There are a variety of plans that count as minimum essential coverage, and thus satisfy the ACA's individual mandate. If you had one of the following types of insurance from 2014 through 2018, you were considered covered and not subject to a tax penalty for being uninsured.
And if you have one of them prior to one of the qualifying events that require prior coverage, you'll be eligible for a special enrollment period:
Some types of minimum essential coverage are fullycompliant with the ACA, including individual/family and small group plans effective since the start of 2014.
But other types of minimum essential coverage are not compliant with the ACA, or were not heavily regulated by the ACA. This includes grandmothered and grandfathered plans, high-risk pools, and Medicare and Medicaid (some ACA provisions apply to some of these types of coverage, but not to the degree that individual and small group plans are regulated).

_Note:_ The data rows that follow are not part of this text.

//! Diagnostics sink.
//!
//! Components never log through a global logger directly. Each one holds a
//! `Arc<dyn Diagnostics>` and reports through it, so the binary can forward
//! everything to `tracing` while tests capture events in memory and assert
//! on them. No component reads diagnostics back to make decisions.

use serde::Serialize;
use std::fmt;
use std::sync::Mutex;

/// Event severity, ordered from least to most severe.
#[derive(Debug, Clone, Copy, PartialEq, Eq, PartialOrd, Ord, Hash, Serialize)]
#[serde(rename_all = "lowercase")]
pub enum Severity {
    Debug,
    Info,
    Warning,
    Error,
    Critical,
}

impl fmt::Display for Severity {
    fn fmt(&self, f: &mut fmt::Formatter<'_>) -> fmt::Result {
        let s = match self {
            Severity::Debug => "debug",
            Severity::Info => "info",
            Severity::Warning => "warning",
            Severity::Error => "error",
            Severity::Critical => "critical",
        };
        f.write_str(s)
    }
}

/// A single diagnostic event.
#[derive(Debug, Clone, PartialEq, Eq, Serialize)]
pub struct DiagnosticEvent {
    pub severity: Severity,
    /// Emitting component, e.g. "inspector" or "transfer"
    pub component: &'static str,
    pub message: String,
}

/// Sink for diagnostic events.
pub trait Diagnostics: Send + Sync {
    fn emit(&self, event: DiagnosticEvent);

    fn debug(&self, component: &'static str, message: String) {
        self.emit(DiagnosticEvent {
            severity: Severity::Debug,
            component,
            message,
        });
    }

    fn info(&self, component: &'static str, message: String) {
        self.emit(DiagnosticEvent {
            severity: Severity::Info,
            component,
            message,
        });
    }

    fn warning(&self, component: &'static str, message: String) {
        self.emit(DiagnosticEvent {
            severity: Severity::Warning,
            component,
            message,
        });
    }

    fn error(&self, component: &'static str, message: String) {
        self.emit(DiagnosticEvent {
            severity: Severity::Error,
            component,
            message,
        });
    }

    fn critical(&self, component: &'static str, message: String) {
        self.emit(DiagnosticEvent {
            severity: Severity::Critical,
            component,
            message,
        });
    }
}

/// Forwards events to the `tracing` subscriber installed by the binary.
///
/// `critical` has no `tracing` level of its own; it is logged at error level
/// with a `critical = true` field.
#[derive(Debug, Clone, Copy, Default)]
pub struct TracingDiagnostics;

impl Diagnostics for TracingDiagnostics {
    fn emit(&self, event: DiagnosticEvent) {
        let DiagnosticEvent {
            severity,
            component,
            message,
        } = event;
        match severity {
            Severity::Debug => tracing::debug!(component, "{message}"),
            Severity::Info => tracing::info!(component, "{message}"),
            Severity::Warning => tracing::warn!(component, "{message}"),
            Severity::Error => tracing::error!(component, "{message}"),
            Severity::Critical => tracing::error!(component, critical = true, "{message}"),
        }
    }
}

/// Keeps every event in memory. Used by tests.
#[derive(Debug, Default)]
pub struct MemoryDiagnostics {
    events: Mutex<Vec<DiagnosticEvent>>,
}

impl MemoryDiagnostics {
    pub fn new() -> Self {
        Self::default()
    }

    /// Snapshot of all events captured so far.
    pub fn events(&self) -> Vec<DiagnosticEvent> {
        self.events
            .lock()
            .unwrap_or_else(|poisoned| poisoned.into_inner())
            .clone()
    }

    /// Number of events at exactly `severity`.
    pub fn count(&self, severity: Severity) -> usize {
        self.events()
            .iter()
            .filter(|e| e.severity == severity)
            .count()
    }

    /// Whether an event at `severity` has a message containing `needle`.
    pub fn contains(&self, severity: Severity, needle: &str) -> bool {
        self.events()
            .iter()
            .any(|e| e.severity == severity && e.message.contains(needle))
    }
}

impl Diagnostics for MemoryDiagnostics {
    fn emit(&self, event: DiagnosticEvent) {
        self.events
            .lock()
            .unwrap_or_else(|poisoned| poisoned.into_inner())
            .push(event);
    }
}

#[cfg(test)]
mod tests {
    use super::*;
    use std::sync::Arc;

    #[test]
    fn test_memory_diagnostics_captures_events() {
        let memory = Arc::new(MemoryDiagnostics::new());
        let sink: Arc<dyn Diagnostics> = memory.clone();

        sink.info("test", "hello".to_string());
        sink.warning("test", "careful".to_string());
        sink.warning("test", "careful again".to_string());

        assert_eq!(memory.count(Severity::Warning), 2);
        assert!(memory.contains(Severity::Info, "hello"));
        assert!(!memory.contains(Severity::Error, "hello"));
    }

    #[test]
    fn test_severity_ordering() {
        assert!(Severity::Debug < Severity::Info);
        assert!(Severity::Error < Severity::Critical);
        assert_eq!(Severity::Warning.to_string(), "warning");
    }

    #[test]
    fn test_tracing_diagnostics_accepts_all_levels() {
        let sink = TracingDiagnostics;
        for severity in [
            Severity::Debug,
            Severity::Info,
            Severity::Warning,
            Severity::Error,
            Severity::Critical,
        ] {
            sink.emit(DiagnosticEvent {
                severity,
                component: "test",
                message: "no subscriber installed".to_string(),
            });
        }
    }
}
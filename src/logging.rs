//! Tracing subscriber setup.
//!
//! Events always go to stderr. With a log file configured they are also
//! appended to that file, without ANSI colors. `RUST_LOG` selects the level,
//! `info` by default.

use anyhow::Context;
use std::fs::{self, File, OpenOptions};
use std::path::Path;
use std::sync::Mutex;
use tracing_subscriber::layer::SubscriberExt;
use tracing_subscriber::util::SubscriberInitExt;
use tracing_subscriber::{fmt, EnvFilter};

/// Open `path` for appending, creating missing parent directories.
pub fn open_log_file(path: &Path) -> anyhow::Result<File> {
    if let Some(dir) = path.parent().filter(|d| !d.as_os_str().is_empty()) {
        fs::create_dir_all(dir)
            .with_context(|| format!("Failed to create log directory {}", dir.display()))?;
    }
    OpenOptions::new()
        .create(true)
        .append(true)
        .open(path)
        .with_context(|| format!("Failed to open log file {}", path.display()))
}

/// Install the global subscriber.
pub fn init(log_file: Option<&Path>) -> anyhow::Result<()> {
    let file_layer = match log_file {
        Some(path) => Some(
            fmt::layer()
                .with_ansi(false)
                .with_writer(Mutex::new(open_log_file(path)?)),
        ),
        None => None,
    };

    tracing_subscriber::registry()
        .with(EnvFilter::try_from_default_env().unwrap_or_else(|_| EnvFilter::new("info")))
        .with(fmt::layer())
        .with(file_layer)
        .try_init()
        .context("Failed to install tracing subscriber")?;
    Ok(())
}
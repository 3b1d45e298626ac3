//! Conversion between PostgreSQL wire values and [`sync_core::Value`].
//!
//! Reading decodes each column by its server type. Writing binds a value to
//! whatever type the server inferred for the placeholder, so an `Int` read
//! from an `int8` column can still be inserted into an `int4` column as long
//! as it fits. Types without a dedicated variant are carried as
//! [`Value::Raw`] and written back byte-for-byte to a column of the same type.

use bytes::BytesMut;
use chrono::{DateTime, NaiveDate, NaiveDateTime, NaiveTime, Utc};
use postgres_types::to_sql_checked;
use rust_decimal::prelude::ToPrimitive;
use rust_decimal::Decimal;
use std::str::FromStr;
use sync_core::{QueryError, Row, Value};
use tokio_postgres::types::{FromSql, IsNull, ToSql, Type};
use uuid::Uuid;

type BoxError = Box<dyn std::error::Error + Sync + Send>;

/// A decoded column value.
#[derive(Debug, Clone, PartialEq)]
pub struct PgValue(pub Value);

/// A value bound as a statement parameter.
#[derive(Debug, Clone, Copy)]
pub struct PgParam<'a>(pub &'a Value);

fn is_text_type(ty: &Type) -> bool {
    <&str as ToSql>::accepts(ty)
}

fn raw_value(ty: &Type, raw: &[u8]) -> Value {
    Value::Raw {
        type_name: ty.name().to_string(),
        bytes: raw.to_vec(),
    }
}

fn decode_typed(ty: &Type, raw: &[u8]) -> Result<Value, BoxError> {
    let value = match *ty {
        Type::BOOL => Value::Bool(bool::from_sql(ty, raw)?),
        Type::INT2 => Value::Int(i16::from_sql(ty, raw)?.into()),
        Type::INT4 => Value::Int(i32::from_sql(ty, raw)?.into()),
        Type::INT8 => Value::Int(i64::from_sql(ty, raw)?),
        Type::OID => Value::Int(u32::from_sql(ty, raw)?.into()),
        Type::FLOAT4 => Value::Float(f32::from_sql(ty, raw)?.into()),
        Type::FLOAT8 => Value::Float(f64::from_sql(ty, raw)?),
        Type::NUMERIC => Value::Decimal(Decimal::from_sql(ty, raw)?),
        Type::BYTEA => Value::Bytes(Vec::<u8>::from_sql(ty, raw)?),
        Type::UUID => Value::Uuid(Uuid::from_sql(ty, raw)?),
        Type::DATE => Value::Date(NaiveDate::from_sql(ty, raw)?),
        Type::TIME => Value::Time(NaiveTime::from_sql(ty, raw)?),
        Type::TIMESTAMP => Value::Timestamp(NaiveDateTime::from_sql(ty, raw)?),
        Type::TIMESTAMPTZ => Value::TimestampTz(DateTime::<Utc>::from_sql(ty, raw)?),
        Type::JSON | Type::JSONB => Value::Json(serde_json::Value::from_sql(ty, raw)?),
        _ if is_text_type(ty) => Value::Text(String::from_sql(ty, raw)?),
        _ => raw_value(ty, raw),
    };
    Ok(value)
}

impl<'a> FromSql<'a> for PgValue {
    fn from_sql(ty: &Type, raw: &'a [u8]) -> Result<Self, BoxError> {
        // Values the typed decoders reject (NaN numerics, infinite dates)
        // are still copyable as raw bytes.
        Ok(PgValue(
            decode_typed(ty, raw).unwrap_or_else(|_| raw_value(ty, raw)),
        ))
    }

    fn from_sql_null(_: &Type) -> Result<Self, BoxError> {
        Ok(PgValue(Value::Null))
    }

    fn accepts(_: &Type) -> bool {
        true
    }
}

/// Decode a fetched row into a [`Row`], keeping column order.
pub fn decode_row(row: &tokio_postgres::Row) -> Result<Row, QueryError> {
    let mut decoded = Row::with_capacity(row.len());
    for (index, column) in row.columns().iter().enumerate() {
        let value: PgValue = row.try_get(index).map_err(|e| QueryError::Decode {
            column: column.name().to_string(),
            message: e.to_string(),
        })?;
        decoded.push(column.name(), value.0);
    }
    Ok(decoded)
}

fn mismatch(value: &Value, ty: &Type) -> BoxError {
    anyhow::anyhow!(
        "cannot bind a {} value to a parameter of type {}",
        value.kind(),
        ty.name()
    )
    .into()
}

/// Text rendering used when the target parameter is text-typed.
fn text_repr(value: &Value) -> Option<String> {
    match value {
        Value::Null | Value::Bytes(_) | Value::Raw { .. } => None,
        Value::Bool(b) => Some(b.to_string()),
        Value::Int(i) => Some(i.to_string()),
        Value::Float(f) => Some(f.to_string()),
        Value::Decimal(d) => Some(d.to_string()),
        Value::Text(s) => Some(s.clone()),
        Value::Uuid(u) => Some(u.to_string()),
        Value::Date(d) => Some(d.to_string()),
        Value::Time(t) => Some(t.to_string()),
        Value::Timestamp(ts) => Some(ts.to_string()),
        Value::TimestampTz(ts) => Some(ts.to_rfc3339()),
        Value::Json(j) => Some(j.to_string()),
    }
}

fn encode_as_text(value: &Value, ty: &Type, out: &mut BytesMut) -> Result<IsNull, BoxError> {
    match text_repr(value) {
        Some(text) if is_text_type(ty) => text.as_str().to_sql(ty, out),
        _ => Err(mismatch(value, ty)),
    }
}

fn encode_text(s: &str, ty: &Type, out: &mut BytesMut) -> Result<IsNull, BoxError> {
    match *ty {
        Type::UUID => Uuid::parse_str(s)?.to_sql(ty, out),
        Type::JSON | Type::JSONB => serde_json::Value::from_str(s)?.to_sql(ty, out),
        Type::NUMERIC => Decimal::from_str(s)?.to_sql(ty, out),
        Type::INT2 => s.trim().parse::<i16>()?.to_sql(ty, out),
        Type::INT4 => s.trim().parse::<i32>()?.to_sql(ty, out),
        Type::INT8 => s.trim().parse::<i64>()?.to_sql(ty, out),
        Type::FLOAT4 => s.trim().parse::<f32>()?.to_sql(ty, out),
        Type::FLOAT8 => s.trim().parse::<f64>()?.to_sql(ty, out),
        Type::BOOL => s.trim().parse::<bool>()?.to_sql(ty, out),
        _ if is_text_type(ty) => s.to_sql(ty, out),
        _ => Err(mismatch(&Value::Text(s.to_string()), ty)),
    }
}

fn encode_value(value: &Value, ty: &Type, out: &mut BytesMut) -> Result<IsNull, BoxError> {
    match value {
        Value::Null => Ok(IsNull::Yes),
        Value::Bool(b) => match *ty {
            Type::BOOL => b.to_sql(ty, out),
            _ => encode_as_text(value, ty, out),
        },
        Value::Int(i) => match *ty {
            Type::INT2 => i16::try_from(*i)?.to_sql(ty, out),
            Type::INT4 => i32::try_from(*i)?.to_sql(ty, out),
            Type::INT8 => i.to_sql(ty, out),
            Type::OID => u32::try_from(*i)?.to_sql(ty, out),
            Type::FLOAT4 => (*i as f32).to_sql(ty, out),
            Type::FLOAT8 => (*i as f64).to_sql(ty, out),
            Type::NUMERIC => Decimal::from(*i).to_sql(ty, out),
            _ => encode_as_text(value, ty, out),
        },
        Value::Float(f) => match *ty {
            Type::FLOAT4 => (*f as f32).to_sql(ty, out),
            Type::FLOAT8 => f.to_sql(ty, out),
            Type::NUMERIC => Decimal::try_from(*f)?.to_sql(ty, out),
            _ => encode_as_text(value, ty, out),
        },
        Value::Decimal(d) => match *ty {
            Type::NUMERIC => d.to_sql(ty, out),
            Type::FLOAT8 => d
                .to_f64()
                .ok_or_else(|| mismatch(value, ty))?
                .to_sql(ty, out),
            Type::INT8 => d.to_i64().ok_or_else(|| mismatch(value, ty))?.to_sql(ty, out),
            _ => encode_as_text(value, ty, out),
        },
        Value::Text(s) => encode_text(s, ty, out),
        Value::Bytes(b) => match *ty {
            Type::BYTEA => b.as_slice().to_sql(ty, out),
            _ => Err(mismatch(value, ty)),
        },
        Value::Uuid(u) => match *ty {
            Type::UUID => u.to_sql(ty, out),
            _ => encode_as_text(value, ty, out),
        },
        Value::Date(d) => match *ty {
            Type::DATE => d.to_sql(ty, out),
            _ => encode_as_text(value, ty, out),
        },
        Value::Time(t) => match *ty {
            Type::TIME => t.to_sql(ty, out),
            _ => encode_as_text(value, ty, out),
        },
        Value::Timestamp(ts) => match *ty {
            Type::TIMESTAMP => ts.to_sql(ty, out),
            Type::TIMESTAMPTZ => ts.and_utc().to_sql(ty, out),
            _ => encode_as_text(value, ty, out),
        },
        Value::TimestampTz(ts) => match *ty {
            Type::TIMESTAMPTZ => ts.to_sql(ty, out),
            Type::TIMESTAMP => ts.naive_utc().to_sql(ty, out),
            _ => encode_as_text(value, ty, out),
        },
        Value::Json(j) => match *ty {
            Type::JSON | Type::JSONB => j.to_sql(ty, out),
            _ => encode_as_text(value, ty, out),
        },
        Value::Raw { type_name, bytes } => {
            if ty.name() == type_name {
                out.extend_from_slice(bytes);
                Ok(IsNull::No)
            } else {
                Err(mismatch(value, ty))
            }
        }
    }
}

impl ToSql for PgParam<'_> {
    fn to_sql(&self, ty: &Type, out: &mut BytesMut) -> Result<IsNull, BoxError> {
        encode_value(self.0, ty, out)
    }

    fn accepts(_: &Type) -> bool {
        true
    }

    to_sql_checked!();
}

As noted above, "skinny" plans that provide very little coverage are marketed to large employers as a way to minimize their exposure to the ACA's employer mandate penalty. Large employers that offer these "MEC Plans" are still potentially subject to a penalty, because these plans do not provide minimum value. But the penalty may be less than the penalty that would apply if they simply didn't offer any coverage at all, and will never be more.
So the fact that your plan doesn't meet the guidelines for ACA compliance, or pre-dates the ACA, does not necessarily mean that it's not minimum essential coverage. If in doubt, check with your plan administrator to find out for sure.
In general, coverage that isn't comprehensive is not considered minimum essential coverage (with the exception of plans offered by employers; even if they aren't comprehensive at all, they're still considered MEC simply because they're a group plan offered by an employer).
So plans that are designed to supplement other coverage, or to provide only limited benefits, are not considered minimum essential coverage.
If you rely on one of these plans as your sole coverage, you will not be eligible for a special enrollment period if you experience a qualifying event that requires prior coverage (most of them do). And you will likely be subject to the shared responsibility provision if you live in DC, Massachusetts, New Jersey, California, Vermont, or Rhode Island.
Examples of plans that aren't minimum essential coverage include:
Minimum value and minimum essential coverage are both terms that were introduced with the ACA. And although they sound similar, they have different meanings.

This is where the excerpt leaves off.